PANGKEP, GERBANG INDONESIA TIMUR NEWS.COM.—- Beberapa warga Dusun Sanane, desa Sabalana Kecamatan Liukang Tangngaya, Kabupaten Pangkep Kepulauan,mengeluhkan tidak stabilnya lagi Fungsi penerangan Listrik tenaga Surya ( PLTS ), Pasalnya sejak rusaknya mesin tersebut belum Ada tanda tanda akan diperbaiki, sementara beban iuran pembayaran selalu dibebankan pada setiap masyarakat perbulannya , “walaupun tidak menikmati cahaya penerang seperti sedia kalanya
Salah seorang warga Dusun Sanane saat menghubungi awak. media Redaksi Gerbang Indonesia Timur.News.com melalui Via WhatsAap,” menurut warga tersebut, bahwa setiap bulannya masyarakat di Desa tersebut, dituntut membayar kewajiban, iuran listrik Tenaga Surya sebesar Rp.20.000/bulan kepada setiap rumah, dengan total keseluruhan Dana yang terkumpul 4,600 000 perbulannya dan ditunjang biaya perbaikan sebesar 2,000 000 selebih’nya untuk Gaji para pengelolah (PLTS) yakni : Jama,, bendahara Sapu,, ketua. Kadus,, sekertaris.

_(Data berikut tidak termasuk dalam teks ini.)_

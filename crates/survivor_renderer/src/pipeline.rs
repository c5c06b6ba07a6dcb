/// Bind-group layouts and the compiled sprite pipeline.
use crate::batch::SpriteInstance;

/// group(0): camera uniform.  group(1): texture + sampler.
pub struct SpritePipeline {
    pub pipeline: wgpu::RenderPipeline,
    pub camera_layout: wgpu::BindGroupLayout,
    pub texture_layout: wgpu::BindGroupLayout,
}

impl SpritePipeline {
    pub fn new(device: &wgpu::Device, format: wgpu::TextureFormat) -> Self {
        let shader = device.create_shader_module(wgpu::include_wgsl!("shaders/sprite.wgsl"));

        let camera_layout = device.create_bind_group_layout(&wgpu::BindGroupLayoutDescriptor {
            label: Some("Layout: Camera"),
            entries: &[wgpu::BindGroupLayoutEntry {
                binding: 0,
                visibility: wgpu::ShaderStages::VERTEX,
                ty: wgpu::BindingType::Buffer {
                    ty: wgpu::BufferBindingType::Uniform,
                    has_dynamic_offset: false,
                    min_binding_size: None,
                },
                count: None,
            }],
        });

        let texture_layout = device.create_bind_group_layout(&wgpu::BindGroupLayoutDescriptor {
            label: Some("Layout: Sprite Texture"),
            entries: &[
                wgpu::BindGroupLayoutEntry {
                    binding: 0,
                    visibility: wgpu::ShaderStages::FRAGMENT,
                    ty: wgpu::BindingType::Texture {
                        sample_type: wgpu::TextureSampleType::Float { filterable: true },
                        view_dimension: wgpu::TextureViewDimension::D2,
                        multisampled: false,
                    },
                    count: None,
                },
                wgpu::BindGroupLayoutEntry {
                    binding: 1,
                    visibility: wgpu::ShaderStages::FRAGMENT,
                    ty: wgpu::BindingType::Sampler(wgpu::SamplerBindingType::Filtering),
                    count: None,
                },
            ],
        });

        let layout = device.create_pipeline_layout(&wgpu::PipelineLayoutDescriptor {
            label: Some("Sprite Pipeline Layout"),
            bind_group_layouts: &[&camera_layout, &texture_layout],
            push_constant_ranges: &[],
        });

        let pipeline = device.create_render_pipeline(&wgpu::RenderPipelineDescriptor {
            label: Some("Sprite Render Pipeline"),
            layout: Some(&layout),
            vertex: wgpu::VertexState {
                module: &shader,
                entry_point: Some("vs_main"),
                buffers: &[
                    // unit quad corners
                    wgpu::VertexBufferLayout {
                        array_stride: std::mem::size_of::<[f32; 2]>() as wgpu::BufferAddress,
                        step_mode: wgpu::VertexStepMode::Vertex,
                        attributes: &[wgpu::VertexAttribute {
                            format: wgpu::VertexFormat::Float32x2,
                            offset: 0,
                            shader_location: 0,
                        }],
                    },
                    SpriteInstance::desc(),
                ],
                compilation_options: wgpu::PipelineCompilationOptions::default(),
            },
            fragment: Some(wgpu::FragmentState {
                module: &shader,
                entry_point: Some("fs_main"),
                targets: &[Some(wgpu::ColorTargetState {
                    format,
                    blend: Some(wgpu::BlendState::ALPHA_BLENDING),
                    write_mask: wgpu::ColorWrites::ALL,
                })],
                compilation_options: wgpu::PipelineCompilationOptions::default(),
            }),
            primitive: wgpu::PrimitiveState::default(),
            depth_stencil: None,
            multisample: wgpu::MultisampleState::default(),
            multiview: None,
            cache: None,
        });

        Self {
            pipeline,
            camera_layout,
            texture_layout,
        }
    }
}
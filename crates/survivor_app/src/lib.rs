//! Window, event loop and frame pacing for games built on `survivor_core`.
//!
//! ```rust,ignore
//! use survivor_app::{App, AppContext, GameApp};
//!
//! struct MyGame;
//!
//! impl GameApp for MyGame {
//!     fn fixed_update(&mut self, dt: f32, ctx: &mut AppContext) {
//!         if ctx.input.is_key_pressed(survivor_app::KeyCode::Escape) {
//!             ctx.request_exit();
//!         }
//!     }
//! }
//!
//! fn main() -> anyhow::Result<()> {
//!     survivor_app::logging::init(log::LevelFilter::Info)?;
//!     App::new(MyGame).with_title("My Game").run()
//! }
//! ```

pub mod builder;
pub mod context;
mod graphics;
pub mod logging;
mod runner;
pub mod traits;

pub use builder::{App, AppConfig};
pub use context::AppContext;
pub use traits::GameApp;

pub use survivor_core::{
    Color, DrawList, InputEvent, InputState, KeyCode, MouseButton, Time, View2D,
};
/// Buffer creation helpers for the sprite renderer.
use std::sync::Arc;
use wgpu::util::DeviceExt;

/// Uniform buffer initialised with `data`, updatable with
/// [`update_uniform`].
pub fn create_uniform<T: bytemuck::Pod>(
    device: &wgpu::Device,
    label: &str,
    data: &T,
) -> Arc<wgpu::Buffer> {
    Arc::new(
        device.create_buffer_init(&wgpu::util::BufferInitDescriptor {
            label: Some(label),
            contents: bytemuck::bytes_of(data),
            usage: wgpu::BufferUsages::UNIFORM | wgpu::BufferUsages::COPY_DST,
        }),
    )
}

/// Immutable vertex buffer.
pub fn create_vertex<T: bytemuck::Pod>(
    device: &wgpu::Device,
    label: &str,
    data: &[T],
) -> wgpu::Buffer {
    device.create_buffer_init(&wgpu::util::BufferInitDescriptor {
        label: Some(label),
        contents: bytemuck::cast_slice(data),
        usage: wgpu::BufferUsages::VERTEX,
    })
}

pub fn create_index(device: &wgpu::Device, label: &str, data: &[u16]) -> wgpu::Buffer {
    device.create_buffer_init(&wgpu::util::BufferInitDescriptor {
        label: Some(label),
        contents: bytemuck::cast_slice(data),
        usage: wgpu::BufferUsages::INDEX,
    })
}

/// Empty vertex buffer for `capacity` instances of `T`, rewritten each frame.
pub fn create_instance<T: bytemuck::Pod>(
    device: &wgpu::Device,
    label: &str,
    capacity: u32,
) -> wgpu::Buffer {
    device.create_buffer(&wgpu::BufferDescriptor {
        label: Some(label),
        size: std::mem::size_of::<T>() as u64 * capacity.max(1) as u64,
        usage: wgpu::BufferUsages::VERTEX | wgpu::BufferUsages::COPY_DST,
        mapped_at_creation: false,
    })
}

pub fn update_uniform<T: bytemuck::Pod>(queue: &wgpu::Queue, buffer: &wgpu::Buffer, data: &T) {
    queue.write_buffer(buffer, 0, bytemuck::bytes_of(data));
}
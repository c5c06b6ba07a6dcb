use survivor_core::{DrawList, InputEvent, View2D};

use crate::context::AppContext;

/// Callbacks the runner drives.  Every method has a default so a game only
/// overrides what it uses.
///
/// Per rendered frame the runner calls, in order: [`on_input`] for each
/// queued event, [`fixed_update`] as many times as the fixed-step clock
/// owes, then [`draw`] and [`view`].
///
/// [`on_input`]: GameApp::on_input
/// [`fixed_update`]: GameApp::fixed_update
/// [`draw`]: GameApp::draw
/// [`view`]: GameApp::view
#[allow(unused_variables)]
pub trait GameApp {
    /// Called once after the window and GPU are ready.  Upload textures here.
    fn setup(&mut self, ctx: &mut AppContext) {}

    /// One discrete input event, oldest first.
    fn on_input(&mut self, event: &InputEvent, ctx: &mut AppContext) {}

    /// One fixed-length simulation step of `dt` seconds.
    fn fixed_update(&mut self, dt: f32, ctx: &mut AppContext) {}

    /// Fill `list` with this frame's draw commands.
    fn draw(&mut self, list: &mut DrawList, ctx: &mut AppContext) {}

    /// Camera for this frame.  Defaults to one world unit per pixel.
    fn view(&self, ctx: &AppContext) -> View2D {
        View2D::from_extent(survivor_core::glam::Vec2::new(ctx.width() as f32, ctx.height() as f32))
    }

    /// The surface has already been reconfigured when this runs.
    fn on_resize(&mut self, new_size: (u32, u32), ctx: &mut AppContext) {}
}
use glam::Vec2;

/// Gameplay tuning.  Speeds are expressed per update, not per second: the
/// runner calls `GameState::update` at a fixed tick rate.
#[derive(Debug, Clone, PartialEq)]
pub struct GameConfig {
    /// Playfield extent; the player is kept inside `[0, w] × [0, h]`.
    pub world_size: Vec2,
    /// Player translation per update along each held axis.
    pub movement_speed: f32,
    /// Bullet translation per update.
    pub bullet_speed: f32,
    pub bullet_radius: f32,
    /// Seconds after which a reload ends on its own.
    pub reload_duration: f32,
    /// Extent multiplier of the aiming view.
    pub zoom_factor: f32,
    /// Uniform scale applied to the player sprite.
    pub player_scale: f32,
    pub aim_dash_length: f32,
    pub aim_dash_gap: f32,
    pub aim_line_thickness: f32,
}

impl Default for GameConfig {
    fn default() -> Self {
        Self {
            world_size: Vec2::new(1000.0, 800.0),
            movement_speed: 0.05,
            bullet_speed: 1.0,
            bullet_radius: 4.0,
            reload_duration: 0.1,
            zoom_factor: 2.0,
            player_scale: 0.5,
            aim_dash_length: 10.0,
            aim_dash_gap: 10.0,
            aim_line_thickness: 1.5,
        }
    }
}

impl GameConfig {
    /// Where the player spawns.
    pub fn world_center(&self) -> Vec2 {
        self.world_size * 0.5
    }
}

Abdl,, latip RT/Tiar,, RK
Dan kejadian ini sudah berlangsung sejak,” Kurang lebih dari Lima tahun dengan jumlah Rumah sebanyak 544 Rumah, dengan besar jumlah penduduk kurang lebih dari 600 wajib pilih, sangat mengharapkan adanya perbaikan kembali, pasalnya banyak fasilitas elektronik tidak lagi bisa terpakai bahkan fasilitas umum seperti lampu jalan, yang sudah tidak difungsikan lagi
Sehubungan adanya alat yang rusak dan sampai sekarang belum ada titik terang dari ketua pengelolaan LTS,” Sementara mereka tetap membayar iuran dengan harapan bisa mengumpulkan Dana untuk membeli alat yang rusak, akan tetapi para pengelolah yang mengelolah Dana listrik tersebut tidak ada yang mau mempertanggung jawabkan, malah hanya saling tuding menuding terkait dana perbaikan dari warga yang sudah dikumpulkan
Bahkan mirisnya lagi para Pengelolah menolak untuk mengadakan Rapat antar warga terkait masalah tersebut, dengan alasan, tidak mau Rapat kalau tidak ada petugas yang duduk, mendampingi, sehingga ada beberapa Tokoh Masyarakat Dusun Sanane berusaha menghubungi pihak Bainmas dan berkomunikasi melalui Sambungan Seluler,” tapi pihak Binmas menyarankan ” Kalian saja yang rapat sesama warga ” mendengar jawaban dari pihak Binmas, Tokoh Masyarakat tersebut tidak puas
sehingga Tokoh Masyarakat tersebut mengajak beberapa warga Dusun Sanane untuk menemui Kepala Desa Sabalana, tetapi pak Desa yang berinisial ( FAB ) tersebut tidak memberikan solusi untuk Warganya, malah memberikan jawaban dengan bahasa yang ngawur dengan cara mendikte dan menekan warga ” nanti saya urus masalahmu kalau saya kembali duduk sebagai kepala desa, bantumi saya dulu dan dukung saja saya,”ujar Kepala Desa

Terkait keterangan redaksi warga masyarakat pulau sanane, Sekdes pulau sabalana menampik, bahwa apa yang disampaikan semua itu dan yang dikemukakan oleh warga bahwasannya tidak benar, itu hanya persoalan kecemburuan sosial, untuk menjatuhkan kepala desa
Memang ada persoalan warga dipulau sanane, menyangkut PLTS,” bahkan sudah Dua sampai Tiga kali kami turun menangani dan menfasilitasinya supaya dimusyawarakan secara kekeluargaan antar warga,” Dan saya tahu persis masalah ini,bahwa ada orang yang menunggangi dan menjadi provokator, selalu mengasuh warga, supaya tidak membayar iuran PLTS, Ujar Sekdes saat dihubungi melalui via handand.pon.